• **WORK TO COMPLETE**
Set every line of the listing down again, keeping it identical.

** Opening INFORMATION GIVEN block **

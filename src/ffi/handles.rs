use crate::filter::{FilterOutput, FlatOutput};
use crate::{BoundaryError, BoundaryResult};
use core::ffi::c_double;
use parking_lot::Mutex;
use std::collections::BTreeMap;
use std::sync::atomic::{AtomicU64, Ordering};
use tracing::debug;

/// An opaque handle to a filter result owned by this library.
///
/// The value `0` never refers to a result and signals failure.
#[repr(transparent)]
#[derive(Debug, Copy, Clone, PartialEq, Eq, Hash, PartialOrd, Ord)]
pub struct KfResultHandle(pub u64);

impl KfResultHandle {
    /// The handle returned when a call fails.
    pub const INVALID: KfResultHandle = KfResultHandle(0);

    /// Determines whether this is the failure handle.
    #[inline]
    pub const fn is_invalid(&self) -> bool {
        self.0 == 0
    }
}

/// A borrowed view of a filter result: four buffer addresses plus the entry count.
///
/// The addresses stay valid until the owning handle is released. Each points to
/// `len` consecutive blocks, laid out as described on [`FlatOutput`].
#[repr(C)]
#[derive(Debug, Copy, Clone)]
pub struct ResultBundle {
    /// `len` blocks of 5 doubles.
    pub state_vectors: *const c_double,
    /// `len` blocks of 25 doubles, column-major.
    pub covariances: *const c_double,
    /// `len` blocks of 4 doubles, column-major.
    pub residual_covariances: *const c_double,
    /// `len` blocks of 2 doubles.
    pub residual_vectors: *const c_double,
    /// Number of entries in each sequence.
    pub len: usize,
}

impl ResultBundle {
    /// A bundle of null addresses and zero entries.
    pub const EMPTY: ResultBundle = ResultBundle {
        state_vectors: core::ptr::null(),
        covariances: core::ptr::null(),
        residual_covariances: core::ptr::null(),
        residual_vectors: core::ptr::null(),
        len: 0,
    };
}

struct StoredResult {
    output: FilterOutput,
    flat: FlatOutput,
}

impl StoredResult {
    fn bundle(&self) -> ResultBundle {
        // The flat buffers are never resized while stored, so their heap
        // addresses are stable even when the map moves the entry.
        ResultBundle {
            state_vectors: self.flat.state_vectors.as_ptr(),
            covariances: self.flat.covariances.as_ptr(),
            residual_covariances: self.flat.residual_covariances.as_ptr(),
            residual_vectors: self.flat.residual_vectors.as_ptr(),
            len: self.flat.len,
        }
    }
}

static RESULTS: Mutex<BTreeMap<u64, StoredResult>> = parking_lot::const_mutex(BTreeMap::new());
static NEXT_HANDLE: AtomicU64 = AtomicU64::new(1);

/// Takes ownership of `output` and returns a handle to it.
pub(crate) fn store(output: FilterOutput) -> BoundaryResult<KfResultHandle> {
    let flat = output.to_flat()?;
    let handle = NEXT_HANDLE.fetch_add(1, Ordering::Relaxed);
    debug!(handle, entries = flat.len, "storing filter result");
    RESULTS.lock().insert(handle, StoredResult { output, flat });
    Ok(KfResultHandle(handle))
}

/// Returns the buffer view of a live result.
pub(crate) fn bundle(handle: KfResultHandle) -> BoundaryResult<ResultBundle> {
    RESULTS
        .lock()
        .get(&handle.0)
        .map(StoredResult::bundle)
        .ok_or(BoundaryError::StaleHandle(handle.0))
}

/// Drops a live result. Its bundle addresses become invalid.
pub(crate) fn release(handle: KfResultHandle) -> BoundaryResult<()> {
    match RESULTS.lock().remove(&handle.0) {
        Some(_) => {
            debug!(handle = handle.0, "released filter result");
            Ok(())
        }
        None => Err(BoundaryError::StaleHandle(handle.0)),
    }
}

/// Runs `f` on the result behind a live handle.
pub fn with_result<R, F>(handle: KfResultHandle, f: F) -> BoundaryResult<R>
where
    F: FnOnce(&FilterOutput) -> R,
{
    RESULTS
        .lock()
        .get(&handle.0)
        .map(|stored| f(&stored.output))
        .ok_or(BoundaryError::StaleHandle(handle.0))
}

/// Returns the number of results that have not been released yet.
pub fn live_results() -> usize {
    RESULTS.lock().len()
}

** Closing INFORMATION GIVEN block **

• **TASK RESPONSE**
filename src/ffi/handles.rs
use crate::filter::{FilterOutput, FlatOutput};
use crate::{BoundaryError, BoundaryResult};
use core::ffi::c_double;
use parking_lot::Mutex;
use std::collections::BTreeMap;
use std::sync::atomic::{AtomicU64, Ordering};
use tracing::debug;

/// An opaque handle to a filter result owned by this library.
///
/// The value `0` never refers to a result and signals failure.
#[repr(transparent)]
#[derive(Debug, Copy, Clone, PartialEq, Eq, Hash, PartialOrd, Ord)]
pub struct KfResultHandle(pub u64);

impl KfResultHandle {
    /// The handle returned when a call fails.
    pub const INVALID: KfResultHandle = KfResultHandle(0);

    /// Determines whether this is the failure handle.
    #[inline]
    pub const fn is_invalid(&self) -> bool {
        self.0 == 0
    }
}

/// A borrowed view of a filter result: four buffer addresses plus the entry count.
///
/// The addresses stay valid until the owning handle is released. Each points to
/// `len` consecutive blocks, laid out as described on [`FlatOutput`].
#[repr(C)]
#[derive(Debug, Copy, Clone)]
pub struct ResultBundle {
    /// `len` blocks of 5 doubles.
    pub state_vectors: *const c_double,
    /// `len` blocks of 25 doubles, column-major.
    pub covariances: *const c_double,
    /// `len` blocks of 4 doubles, column-major.
    pub residual_covariances: *const c_double,
    /// `len` blocks of 2 doubles.
    pub residual_vectors: *const c_double,
    /// Number of entries in each sequence.
    pub len: usize,
}

impl ResultBundle {
    /// A bundle of null addresses and zero entries.
    pub const EMPTY: ResultBundle = ResultBundle {
        state_vectors: core::ptr::null(),
        covariances: core::ptr::null(),
        residual_covariances: core::ptr::null(),
        residual_vectors: core::ptr::null(),
        len: 0,
    };
}

struct StoredResult {
    output: FilterOutput,
    flat: FlatOutput,
}

impl StoredResult {
    fn bundle(&self) -> ResultBundle {
        // The flat buffers are never resized while stored, so their heap
        // addresses are stable even when the map moves the entry.
        ResultBundle {
            state_vectors: self.flat.state_vectors.as_ptr(),
            covariances: self.flat.covariances.as_ptr(),
            residual_covariances: self.flat.residual_covariances.as_ptr(),
            residual_vectors: self.flat.residual_vectors.as_ptr(),
            len: self.flat.len,
        }
    }
}

static RESULTS: Mutex<BTreeMap<u64, StoredResult>> = parking_lot::const_mutex(BTreeMap::new());
static NEXT_HANDLE: AtomicU64 = AtomicU64::new(1);

/// Takes ownership of `output` and returns a handle to it.
pub(crate) fn store(output: FilterOutput) -> BoundaryResult<KfResultHandle> {
    let flat = output.to_flat()?;
    let handle = NEXT_HANDLE.fetch_add(1, Ordering::Relaxed);
    debug!(handle, entries = flat.len, "storing filter result");
    RESULTS.lock().insert(handle, StoredResult { output, flat });
    Ok(KfResultHandle(handle))
}

/// Returns the buffer view of a live result.
pub(crate) fn bundle(handle: KfResultHandle) -> BoundaryResult<ResultBundle> {
    RESULTS
        .lock()
        .get(&handle.0)
        .map(StoredResult::bundle)
        .ok_or(BoundaryError::StaleHandle(handle.0))
}

/// Drops a live result. Its bundle addresses become invalid.
pub(crate) fn release(handle: KfResultHandle) -> BoundaryResult<()> {
    match RESULTS.lock().remove(&handle.0) {
        Some(_) => {
            debug!(handle = handle.0, "released filter result");
            Ok(())
        }
        None => Err(BoundaryError::StaleHandle(handle.0)),
    }
}

/// Runs `f` on the result behind a live handle.
pub fn with_result<R, F>(handle: KfResultHandle, f: F) -> BoundaryResult<R>
where
    F: FnOnce(&FilterOutput) -> R,
{
    RESULTS
        .lock()
        .get(&handle.0)
        .map(|stored| f(&stored.output))
        .ok_or(BoundaryError::StaleHandle(handle.0))
}

/// Returns the number of results that have not been released yet.
pub fn live_results() -> usize {
    RESULTS.lock().len()
}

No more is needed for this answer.